Tom Hopp, 32, joined Institution for Savings eight years ago, and says the Newburyport bank has always gone out of its way to support him. It gave Hopp a $500 gift card when he bought a house, another $500 when he got married, and $500 when he had a daughter. It also threw the couple a baby shower, and gave Hopp several weeks of paid leave when his wife had medical complications. And now, the bank is paying for him to obtain his MBA at Suffolk University.
“As long as I have a job here, I’m happy,’’ said Hopp, vice president for information technology.
Institution for Savings in Newburyport and its Vicinity is the number one small employer in this year’s Top Places survey. Employees praised the 118-employee, 191-year-old bank for its strong ethics efforts to take care of workers.
“We try our best to give them the best benefits,’’ said bank chief executive Michael J. Jones, “and be there when they need in good times or bad.’’

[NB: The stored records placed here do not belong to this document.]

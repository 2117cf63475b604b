//! `dt run`: command session over a graph document

use anyhow::{Context, Result};
use dt_cli::{config, Interpreter};
use owo_colors::OwoColorize;
use std::fs::{self, File};
use std::io::{self, BufRead, BufReader};
use std::path::Path;
use tracing::info;

pub fn run(graph: &Path, script: Option<&Path>, config_path: Option<&Path>) -> Result<()> {
    let config = config::load(config_path)?;

    let text = fs::read_to_string(graph)
        .with_context(|| format!("Failed to read graph document {}", graph.display()))?;
    let root = dt_core::load_graph_str(&text)
        .with_context(|| format!("Failed to load graph document {}", graph.display()))?;
    info!("Loaded graph from {}", graph.display());

    let input: Box<dyn BufRead> = match script {
        Some(path) => {
            let file = File::open(path)
                .with_context(|| format!("Failed to open script {}", path.display()))?;
            Box::new(BufReader::new(file))
        }
        None => Box::new(io::stdin().lock()),
    };

    let stdout = io::stdout();
    let mut interpreter = Interpreter::new(root, config, stdout.lock());
    let stats = interpreter.run(input, &mut io::stderr())?;

    if stats.failed > 0 {
        eprintln!(
            "{}",
            format!("{} of {} commands failed", stats.failed, stats.executed).yellow()
        );
    }
    Ok(())
}
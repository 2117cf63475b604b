//! difftrack command-line support
//!
//! This crate provides:
//! - Configuration loading (TOML, `dirs` default location)
//! - Export of final candidates (CSV / tab-separated lines)
//! - The session command interpreter behind `dt run`

pub mod config;
pub mod export;
pub mod script;

// Re-exports
pub use config::DtConfig;
pub use export::{ExportConfig, ExportFormat, ExportRow};
pub use script::{Command, Flow, Interpreter, ScriptStats};
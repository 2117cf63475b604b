//! Member-access paths and path resolution
//!
//! A path is the sequence of member names leading from the observation root to a value.
//! Its text form joins the names with `.` and has no leading separator; the root itself
//! is the empty path.

use crate::error::{GraphError, Result};
use crate::value::Value;
use serde::{Deserialize, Serialize};
use smallvec::SmallVec;
use std::fmt;
use std::str::FromStr;

/// Separator between segments in the text form
pub const SEPARATOR: char = '.';

/// Path from the observation root to a value
///
/// Uses SmallVec so typical shallow paths stay inline.
#[derive(Debug, Clone, PartialEq, Eq, Hash, Default, Serialize, Deserialize)]
#[serde(into = "String", try_from = "String")]
pub struct ObjectPath {
    segments: SmallVec<[String; 6]>,
}

impl ObjectPath {
    /// The empty path, designating the root itself
    pub fn root() -> Self {
        Self::default()
    }

    /// Build a path from its segments
    pub fn from_segments<I, S>(segments: I) -> Self
    where
        I: IntoIterator<Item = S>,
        S: Into<String>,
    {
        Self {
            segments: segments.into_iter().map(Into::into).collect(),
        }
    }

    pub fn segments(&self) -> &[String] {
        &self.segments
    }

    /// Number of segments; the measure used when comparing alias lengths
    pub fn len(&self) -> usize {
        self.segments.len()
    }

    pub fn is_empty(&self) -> bool {
        self.segments.is_empty()
    }

    pub fn is_root(&self) -> bool {
        self.segments.is_empty()
    }

    /// Path of a member of the value at this path
    pub fn child(&self, key: impl Into<String>) -> Self {
        let mut child = self.clone();
        child.segments.push(key.into());
        child
    }

    pub fn push(&mut self, key: impl Into<String>) {
        self.segments.push(key.into());
    }

    pub fn last_segment(&self) -> Option<&str> {
        self.segments.last().map(String::as_str)
    }

    /// Detach the last segment, `None` for the root
    pub fn pop(&mut self) -> Option<String> {
        self.segments.pop()
    }

    /// Path of the enclosing value, `None` for the root
    pub fn parent(&self) -> Option<Self> {
        let mut parent = self.clone();
        parent.segments.pop().map(|_| parent)
    }

    /// This path followed by `suffix`
    pub fn join(&self, suffix: &ObjectPath) -> Self {
        let mut joined = self.clone();
        joined.segments.extend(suffix.segments.iter().cloned());
        joined
    }

    /// `segment` followed by this path
    pub fn prepend(&mut self, segment: String) {
        self.segments.insert(0, segment);
    }

    /// Text form, segments joined by `.`
    pub fn to_path_string(&self) -> String {
        let mut out = String::new();
        for (i, segment) in self.segments.iter().enumerate() {
            if i > 0 {
                out.push(SEPARATOR);
            }
            out.push_str(segment);
        }
        out
    }
}

impl fmt::Display for ObjectPath {
    fn fmt(&self, f: &mut fmt::Formatter<'_>) -> fmt::Result {
        f.write_str(&self.to_path_string())
    }
}

impl FromStr for ObjectPath {
    type Err = GraphError;

    fn from_str(s: &str) -> Result<Self> {
        if s.is_empty() {
            return Ok(Self::root());
        }

        let mut segments = SmallVec::new();
        for (i, segment) in s.split(SEPARATOR).enumerate() {
            if segment.is_empty() {
                return Err(GraphError::InvalidPath {
                    path: s.to_string(),
                    reason: format!("empty segment at position {}", i),
                });
            }
            segments.push(segment.to_string());
        }
        Ok(Self { segments })
    }
}

impl From<ObjectPath> for String {
    fn from(path: ObjectPath) -> Self {
        path.to_path_string()
    }
}

impl TryFrom<String> for ObjectPath {
    type Error = GraphError;

    fn try_from(s: String) -> Result<Self> {
        s.parse()
    }
}

/// Re-fetch the live value at `path` below `root`
///
/// Fails with `PathNotFound` when a segment is absent or walks through a primitive, and
/// with `MemberAccessDenied` when a segment's accessor throws.
pub fn resolve(root: &Value, path: &ObjectPath) -> Result<Value> {
    let mut current = root.clone();
    for segment in path.segments() {
        let object = match &current {
            Value::Object(object) => object.clone(),
            _ => return Err(GraphError::path_not_found(path)),
        };
        current = match object.get(segment) {
            Some(member) => member?,
            None => return Err(GraphError::path_not_found(path)),
        };
    }
    Ok(current)
}

#[cfg(test)]
mod tests {
    use super::*;
    use crate::record::Record;

    fn sample() -> Value {
        let inner = Record::object().with("depth", 1).with_denied("locked");
        Record::object()
            .with("theme", Record::object().with("nested", inner.into_ref()).into_ref())
            .with("count", 3)
            .into_value()
    }

    #[test]
    fn test_parse_and_display() {
        let path: ObjectPath = "theme.nested.depth".parse().unwrap();
        assert_eq!(path.len(), 3);
        assert_eq!(path.last_segment(), Some("depth"));
        assert_eq!(path.to_string(), "theme.nested.depth");

        let root: ObjectPath = "".parse().unwrap();
        assert!(root.is_root());
        assert_eq!(root.to_string(), "");
    }

    #[test]
    fn test_parse_rejects_empty_segments() {
        assert!(".a".parse::<ObjectPath>().is_err());
        assert!("a..b".parse::<ObjectPath>().is_err());
        assert!("a.".parse::<ObjectPath>().is_err());
    }

    #[test]
    fn test_child_parent_join() {
        let base = ObjectPath::from_segments(["a", "b"]);
        assert_eq!(base.child("c").to_string(), "a.b.c");
        assert_eq!(base.parent().unwrap().to_string(), "a");
        assert!(ObjectPath::root().parent().is_none());

        let joined = base.join(&ObjectPath::from_segments(["x"]));
        assert_eq!(joined.to_string(), "a.b.x");

        let mut prefixed = ObjectPath::from_segments(["y"]);
        prefixed.prepend("x".to_string());
        assert_eq!(prefixed.to_string(), "x.y");
    }

    #[test]
    fn test_resolve() {
        let root = sample();
        let depth = resolve(&root, &"theme.nested.depth".parse().unwrap()).unwrap();
        assert_eq!(depth.as_number(), Some(1.0));

        let itself = resolve(&root, &ObjectPath::root()).unwrap();
        assert!(itself.strict_eq(&root));
    }

    #[test]
    fn test_resolve_failures() {
        let root = sample();

        let missing = resolve(&root, &"theme.gone".parse().unwrap()).unwrap_err();
        assert!(matches!(missing, GraphError::PathNotFound { .. }));

        let through_primitive = resolve(&root, &"count.x".parse().unwrap()).unwrap_err();
        assert!(matches!(through_primitive, GraphError::PathNotFound { .. }));

        let denied = resolve(&root, &"theme.nested.locked".parse().unwrap()).unwrap_err();
        assert!(matches!(denied, GraphError::MemberAccessDenied { .. }));
    }

    #[test]
    fn test_serde_as_string() {
        let path = ObjectPath::from_segments(["a", "b"]);
        let json = serde_json::to_string(&path).unwrap();
        assert_eq!(json, "\"a.b\"");
        let back: ObjectPath = serde_json::from_str(&json).unwrap();
        assert_eq!(back, path);
    }
}
//! Graph walking for difftrack
//!
//! This crate provides:
//! - Path filtering (runtime-category and member-name denylists)
//! - The `Snapshot` state shared by every observation round
//! - The cycle-safe initial walk (`Snapshotter`)

pub mod filter;
pub mod snapshot;

// Re-exports
pub use filter::{FilterConfig, PathFilter, DEFAULT_DENYLIST};
pub use snapshot::{snapshot, Candidate, Snapshot, Snapshotter, WalkConfig};
//! Path filtering for graph walks
//!
//! Two sources of exclusion, checked in order:
//! 1. Runtime category: binary buffer views are never walked (configurable)
//! 2. Member names: the final path segment is matched against a denylist of
//!    structural links (tree parent/child/sibling links, reactive dependency lists,
//!    stylesheet rule lists), built-in defaults plus config-provided additions

use ahash::AHashSet;
use dt_core::{ObjectKind, ObjectPath, Value};
use serde::{Deserialize, Serialize};

/// Built-in structural link names
///
/// Following any of these from a node leads back into the same structure, which
/// multiplies paths without adding information.
pub const DEFAULT_DENYLIST: &[&str] = &[
    "child",
    "children",
    "cssRules",
    "dep",
    "deps",
    "firstChild",
    "firstElementChild",
    "lastChild",
    "lastElementChild",
    "nextDep",
    "nextElementSibling",
    "nextSibling",
    "nextSub",
    "parent",
    "previousElementSibling",
    "previousSibling",
    "prevDep",
    "prevSub",
    "sub",
    "subs",
];

/// Decides which (path, value) pairs a walk may visit
#[derive(Debug, Clone)]
pub struct PathFilter {
    /// Member names that are never followed
    denylist: AHashSet<String>,

    /// Drop binary buffer views regardless of name
    exclude_buffer_views: bool,
}

impl PathFilter {
    /// Build a filter from configuration
    pub fn new(config: &FilterConfig) -> Self {
        let mut denylist = AHashSet::new();
        if config.use_default_denylist {
            denylist.extend(DEFAULT_DENYLIST.iter().map(|name| name.to_string()));
        }
        denylist.extend(config.additional.iter().cloned());

        Self {
            denylist,
            exclude_buffer_views: config.exclude_buffer_views,
        }
    }

    /// A filter that admits everything
    pub fn allow_all() -> Self {
        Self {
            denylist: AHashSet::new(),
            exclude_buffer_views: false,
        }
    }

    /// Check whether a (path, value) pair may be visited
    ///
    /// The root path has no final segment and is never excluded by name.
    pub fn should_include(&self, path: &ObjectPath, value: &Value) -> bool {
        if self.exclude_buffer_views && value.object_kind() == Some(ObjectKind::BufferView) {
            return false;
        }

        match path.last_segment() {
            Some(name) => !self.is_denied(name),
            None => true,
        }
    }

    /// Check a member name against the denylist
    pub fn is_denied(&self, name: &str) -> bool {
        self.denylist.contains(name)
    }

    /// Add a name to the denylist
    pub fn deny(&mut self, name: impl Into<String>) {
        self.denylist.insert(name.into());
    }

    /// Number of denied names
    pub fn denylist_len(&self) -> usize {
        self.denylist.len()
    }

    /// Denied names, sorted
    pub fn denied_names(&self) -> Vec<&str> {
        let mut names: Vec<&str> = self.denylist.iter().map(String::as_str).collect();
        names.sort_unstable();
        names
    }
}

impl Default for PathFilter {
    fn default() -> Self {
        Self::new(&FilterConfig::default())
    }
}

/// Filter configuration
#[derive(Debug, Clone, PartialEq, Eq, Serialize, Deserialize)]
pub struct FilterConfig {
    /// Use the built-in denylist (default: true)
    #[serde(default = "default_true")]
    pub use_default_denylist: bool,

    /// Exclude binary buffer views (default: true)
    #[serde(default = "default_true")]
    pub exclude_buffer_views: bool,

    /// Additional member names to exclude
    #[serde(default)]
    pub additional: Vec<String>,
}

impl Default for FilterConfig {
    fn default() -> Self {
        Self {
            use_default_denylist: true,
            exclude_buffer_views: true,
            additional: vec![],
        }
    }
}

fn default_true() -> bool {
    true
}
//! Snapshot state and the initial graph walk
//!
//! A snapshot holds the candidate set (values hypothesized to lie on the route to the
//! value of interest) and the alias table (every node the walk visited, used only for
//! path shortening). The walk records the first serializable value it meets on each
//! branch and descends into everything else.

use crate::filter::PathFilter;
use ahash::AHashSet;
use dt_core::{deep_clone, ObjectId, ObjectPath, Value};
use serde::{Deserialize, Serialize};
use std::time::Instant;
use tracing::{debug, info, trace};

/// A value together with the path it was found at
#[derive(Debug, Clone)]
pub struct Candidate {
    pub value: Value,
    pub path: ObjectPath,
}

impl Candidate {
    pub fn new(value: Value, path: ObjectPath) -> Self {
        Self { value, path }
    }
}

/// Aggregate state of one observation session
///
/// Created once by [`Snapshotter::snapshot`], then mutated in place by every
/// change-filter round.
#[derive(Debug)]
pub struct Snapshot {
    /// Observed object (shared with the host, not copied)
    root: Value,
    /// Filter the walk ran with; node generation reuses it
    filter: PathFilter,
    /// Identities already walked (cycle guard only)
    visited: AHashSet<ObjectId>,
    /// Current hypotheses, in discovery order
    candidates: Vec<Candidate>,
    /// Every visited node, live values, in discovery order
    alias_table: Vec<Candidate>,
}

impl Snapshot {
    /// Create an empty snapshot of `root`
    pub fn new(root: Value, filter: PathFilter) -> Self {
        Self {
            root,
            filter,
            visited: AHashSet::new(),
            candidates: Vec::new(),
            alias_table: Vec::new(),
        }
    }

    pub fn root(&self) -> &Value {
        &self.root
    }

    pub fn filter(&self) -> &PathFilter {
        &self.filter
    }

    pub fn candidates(&self) -> &[Candidate] {
        &self.candidates
    }

    pub fn alias_table(&self) -> &[Candidate] {
        &self.alias_table
    }

    /// Number of candidates
    pub fn len(&self) -> usize {
        self.candidates.len()
    }

    pub fn is_empty(&self) -> bool {
        self.candidates.is_empty()
    }

    /// Candidate paths, in order
    pub fn paths(&self) -> Vec<ObjectPath> {
        self.candidates.iter().map(|c| c.path.clone()).collect()
    }

    /// First candidate recorded at `path`
    pub fn find(&self, path: &ObjectPath) -> Option<&Candidate> {
        self.candidates.iter().find(|c| &c.path == path)
    }

    pub fn visited_count(&self) -> usize {
        self.visited.len()
    }

    pub fn is_visited(&self, id: ObjectId) -> bool {
        self.visited.contains(&id)
    }

    /// Mark an identity as walked; false when it already was
    pub fn mark_visited(&mut self, id: ObjectId) -> bool {
        self.visited.insert(id)
    }

    /// Record a visited node in the alias table
    pub fn record_alias(&mut self, value: Value, path: ObjectPath) {
        self.alias_table.push(Candidate::new(value, path));
    }

    /// Append a candidate
    pub fn push_candidate(&mut self, value: Value, path: ObjectPath) {
        self.candidates.push(Candidate::new(value, path));
    }

    /// Replace the stored value of the candidate at `index`
    pub fn update_candidate(&mut self, index: usize, value: Value) {
        if let Some(candidate) = self.candidates.get_mut(index) {
            candidate.value = value;
        }
    }

    /// Drop the candidates at the given indices, preserving the order of the rest
    ///
    /// `remove` must have one flag per candidate present when the pass started;
    /// candidates appended since are kept.
    pub fn compact(&mut self, remove: &[bool]) {
        let mut index = 0;
        self.candidates.retain(|_| {
            let drop = remove.get(index).copied().unwrap_or(false);
            index += 1;
            !drop
        });
    }
}

/// Walk configuration
#[derive(Debug, Clone, PartialEq, Eq, Serialize, Deserialize)]
pub struct WalkConfig {
    /// Deepest path (in segments) the walk descends to (default: 512)
    #[serde(default = "default_max_depth")]
    pub max_depth: usize,
}

impl Default for WalkConfig {
    fn default() -> Self {
        Self {
            max_depth: default_max_depth(),
        }
    }
}

fn default_max_depth() -> usize {
    512
}

/// Builds snapshots by walking a graph from its root
pub struct Snapshotter {
    filter: PathFilter,
    config: WalkConfig,
}

impl Snapshotter {
    pub fn new(filter: PathFilter, config: WalkConfig) -> Self {
        Self { filter, config }
    }

    pub fn filter(&self) -> &PathFilter {
        &self.filter
    }

    /// Walk `root` and record every serializable value reachable from it
    ///
    /// Composite candidates are stored as detached clones; the alias table keeps the
    /// live values. Members whose access throws are skipped.
    pub fn snapshot(&self, root: Value) -> Snapshot {
        let start = Instant::now();
        let mut snapshot = Snapshot::new(root.clone(), self.filter.clone());

        self.walk(root, &mut snapshot);

        info!(
            "Snapshot took {:?}: {} candidates, {} aliases, {} objects visited",
            start.elapsed(),
            snapshot.len(),
            snapshot.alias_table.len(),
            snapshot.visited_count()
        );
        snapshot
    }

    /// Depth-first walk driven by an explicit stack
    ///
    /// Members are pushed in reverse so they are popped in enumeration order.
    fn walk(&self, root: Value, snapshot: &mut Snapshot) {
        let mut pending = vec![(root, ObjectPath::root())];

        while let Some((value, path)) = pending.pop() {
            if !self.filter.should_include(&path, &value) {
                trace!("Filtered out {}", path);
                continue;
            }
            if path.len() > self.config.max_depth {
                debug!("Depth limit {} reached at {}", self.config.max_depth, path);
                continue;
            }

            snapshot.record_alias(value.clone(), path.clone());

            // Primitives may legitimately repeat at many paths
            let object = match &value {
                Value::Object(object) => object.clone(),
                _ => {
                    snapshot.push_candidate(value, path);
                    continue;
                }
            };

            if !snapshot.mark_visited(object.id()) {
                continue;
            }

            match deep_clone(&value) {
                Ok(copy) => snapshot.push_candidate(copy, path),
                Err(e) => {
                    trace!("Descending into {}: {}", path, e);
                    for (key, member) in object.members().into_iter().rev() {
                        match member {
                            Ok(child) => pending.push((child, path.child(key))),
                            Err(e) => trace!("Skipping {}.{}: {}", path, key, e),
                        }
                    }
                }
            }
        }
    }
}

impl Default for Snapshotter {
    fn default() -> Self {
        Self::new(PathFilter::default(), WalkConfig::default())
    }
}

/// Snapshot `root` with the default filter and walk limits
pub fn snapshot(root: Value) -> Snapshot {
    Snapshotter::default().snapshot(root)
}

Jones said the bank tries to support the special interests of employees. For instance, if an employee likes to go hiking or play golf, the bank might give the worker extra days off to enjoy those activities, or make sure that runners have time to exercise during long lunch breaks. Jones says he’s confident that workers will repay the bank by working extra hard.
“It really all comes back to us in the end,’’ Jones said. “People really appreciate it.’’
Institution for Savings has also tried to pay better salaries than its competitors, and pays 100 percent of workers’ health care premiums. It offers both a traditional pension and a 401(k) plan with a 100 percent match for employee contributions, up to 10 percent of their income. And it tries to recognize important life events, such as weddings or new babies with cash and gift cards.
The bank is also an unusually stable place to work. Jones tries to promote from within, and can’t think of the last time a manager was fired or quit to take another job. One in four employees have been with the bank for at least a decade.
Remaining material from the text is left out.